Macbeth, trionfo alla Scala

Inaugurata la stagione, la regia divide ma c’è entusiasmo per i cantanti. Il pubblico applaude Mattarella

È iniziata ufficialmente ieri sera la stagione teatrale alla Scala di Milano con la prima del Macbeth (leggi qui).

L’opera è stata accolta da un applauso durato ben 12 minuti nell’entusiasmo generale, benché la regia di Davide Livermore, definita dai critici onirica e psichedelica, non abbia convinto tutti per quel mix di tradizionale e moderno che ha portato in scena grattacieli e auto moderne al fianco di spade antiche, incantesimi, stregoneria.

Il cast è stellare: Anna Netrebko, Luca Salsi, Francesco Meli e Ildar Abdrazakov per fare qualche nome; e il teatro è stato allestito con i decori floreali firmati da Armani: oltre 10 mila rose e tremila orchidee che hanno adornato non solo il palco centrale ma anche i palchi, in una tradizione che non veniva rispettata dal 2007.

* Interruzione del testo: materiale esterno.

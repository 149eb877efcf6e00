use std::net::SocketAddr;
use std::path::PathBuf;

/// Output format of the stdout log layer.
#[derive(Debug, Clone, Copy, PartialEq, Eq)]
pub enum LogFormat {
    Text,
    Json,
}

/// Server configuration, loaded from environment variables.
#[derive(Debug, Clone)]
pub struct Config {
    pub listen_addr: SocketAddr,
    pub database_url: String,
    pub max_connections: u32,
    pub log_format: LogFormat,
    pub log_file: Option<PathBuf>,
}

impl Config {
    /// Load configuration from environment variables.
    pub fn from_env() -> Result<Self, ConfigError> {
        Self::from_lookup(|key| std::env::var(key).ok())
    }

    /// Load configuration from any key lookup. Unset and empty values
    /// fall back to defaults.
    pub fn from_lookup(lookup: impl Fn(&str) -> Option<String>) -> Result<Self, ConfigError> {
        let get = |key: &str| lookup(key).filter(|v| !v.trim().is_empty());

        let database_url =
            get("DATABASE_URL").unwrap_or_else(|| "sqlite://studentapp.db".to_string());

        let listen_addr = get("STUDENTAPP_LISTEN_ADDR")
            .unwrap_or_else(|| "0.0.0.0:3000".to_string())
            .parse()
            .map_err(|_| {
                ConfigError::Invalid("STUDENTAPP_LISTEN_ADDR", "must be a valid socket address")
            })?;

        let max_connections = match get("STUDENTAPP_MAX_CONNECTIONS") {
            Some(v) => v
                .parse::<u32>()
                .ok()
                .filter(|n| *n > 0)
                .ok_or(ConfigError::Invalid(
                    "STUDENTAPP_MAX_CONNECTIONS",
                    "must be a positive integer",
                ))?,
            None => 10,
        };

        let log_format = match get("STUDENTAPP_LOG_FORMAT").as_deref() {
            None | Some("text") => LogFormat::Text,
            Some("json") => LogFormat::Json,
            Some(_) => {
                return Err(ConfigError::Invalid(
                    "STUDENTAPP_LOG_FORMAT",
                    "must be \"text\" or \"json\"",
                ))
            }
        };

        let log_file = get("STUDENTAPP_LOG_FILE").map(PathBuf::from);

        Ok(Config {
            listen_addr,
            database_url,
            max_connections,
            log_format,
            log_file,
        })
    }
}

#[derive(Debug)]
pub enum ConfigError {
    Invalid(&'static str, &'static str),
}

impl std::fmt::Display for ConfigError {
    fn fmt(&self, f: &mut std::fmt::Formatter<'_>) -> std::fmt::Result {
        match self {
            ConfigError::Invalid(var, msg) => write!(f, "Invalid value for {}: {}", var, msg),
        }
    }
}

impl std::error::Error for ConfigError {}

#[cfg(test)]
mod tests {
    use super::*;
    use std::collections::HashMap;

    fn load(vars: &[(&str, &str)]) -> Result<Config, ConfigError> {
        let vars: HashMap<String, String> = vars
            .iter()
            .map(|(k, v)| (k.to_string(), v.to_string()))
            .collect();
        Config::from_lookup(|key| vars.get(key).cloned())
    }

    #[test]
    fn test_defaults() {
        let config = load(&[]).unwrap();
        assert_eq!(config.listen_addr, "0.0.0.0:3000".parse::<SocketAddr>().unwrap());
        assert_eq!(config.database_url, "sqlite://studentapp.db");
        assert_eq!(config.max_connections, 10);
        assert_eq!(config.log_format, LogFormat::Text);
        assert!(config.log_file.is_none());
    }

    #[test]
    fn test_overrides() {
        let config = load(&[
            ("DATABASE_URL", "sqlite::memory:"),
            ("STUDENTAPP_LISTEN_ADDR", "127.0.0.1:8080"),
            ("STUDENTAPP_MAX_CONNECTIONS", "4"),
            ("STUDENTAPP_LOG_FORMAT", "json"),
            ("STUDENTAPP_LOG_FILE", "logs/studentapp.log"),
        ])
        .unwrap();

        assert_eq!(config.database_url, "sqlite::memory:");
        assert_eq!(config.listen_addr.port(), 8080);
        assert_eq!(config.max_connections, 4);
        assert_eq!(config.log_format, LogFormat::Json);
        assert_eq!(
            config.log_file,
            Some(PathBuf::from("logs/studentapp.log"))
        );
    }

    #[test]
    fn test_empty_values_use_defaults() {
        let config = load(&[("STUDENTAPP_LISTEN_ADDR", ""), ("DATABASE_URL", "  ")]).unwrap();
        assert_eq!(config.listen_addr.port(), 3000);
        assert_eq!(config.database_url, "sqlite://studentapp.db");
    }

    #[test]
    fn test_invalid_listen_addr() {
        let err = load(&[("STUDENTAPP_LISTEN_ADDR", "not-an-address")]).unwrap_err();
        assert_eq!(
            err.to_string(),
            "Invalid value for STUDENTAPP_LISTEN_ADDR: must be a valid socket address"
        );
    }

    #[test]
    fn test_invalid_max_connections() {
        assert!(load(&[("STUDENTAPP_MAX_CONNECTIONS", "0")]).is_err());
        assert!(load(&[("STUDENTAPP_MAX_CONNECTIONS", "many")]).is_err());
    }

    #[test]
    fn test_invalid_log_format() {
        assert!(load(&[("STUDENTAPP_LOG_FORMAT", "xml")]).is_err());
    }
}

I cantanti hanno espresso entusiasmo per l’opera di Livermore: «noi abbiamo dato il massimo per fare uno spettacolo nuovo e moderno che porta al futuro dell’opera – ha commentato il baritono Luca Salsi, che ha vestito i panni di Macbeth – se poi vogliamo guardare solo delle scene dipinte stiamo a casa ad ascoltare i dischi».

Un altro grande protagonista della serata è stato il capo dello Stato Sergio Mattarella, arrivato alla Scala con la figlia Laura. Accolto dal sindaco di Milano Sala, dal governatore Fontana e dal prefetto di Milano Saccone, Mattarella ha ricevuto una vera ovazione dal teatro, con un applauso durato 6 minuti e il pubblico che, a gran voce, ha chiesto un “Bis” al suo impegno politico.

Nel corso della pausa dell’opera, Mattarella ha lasciato il palco Reale per incontrare gli orchestrali e il maestro Riccardo Chailly: «ci state regalando una grande interpretazione», ha detto loro Mattarella, complimentandosi.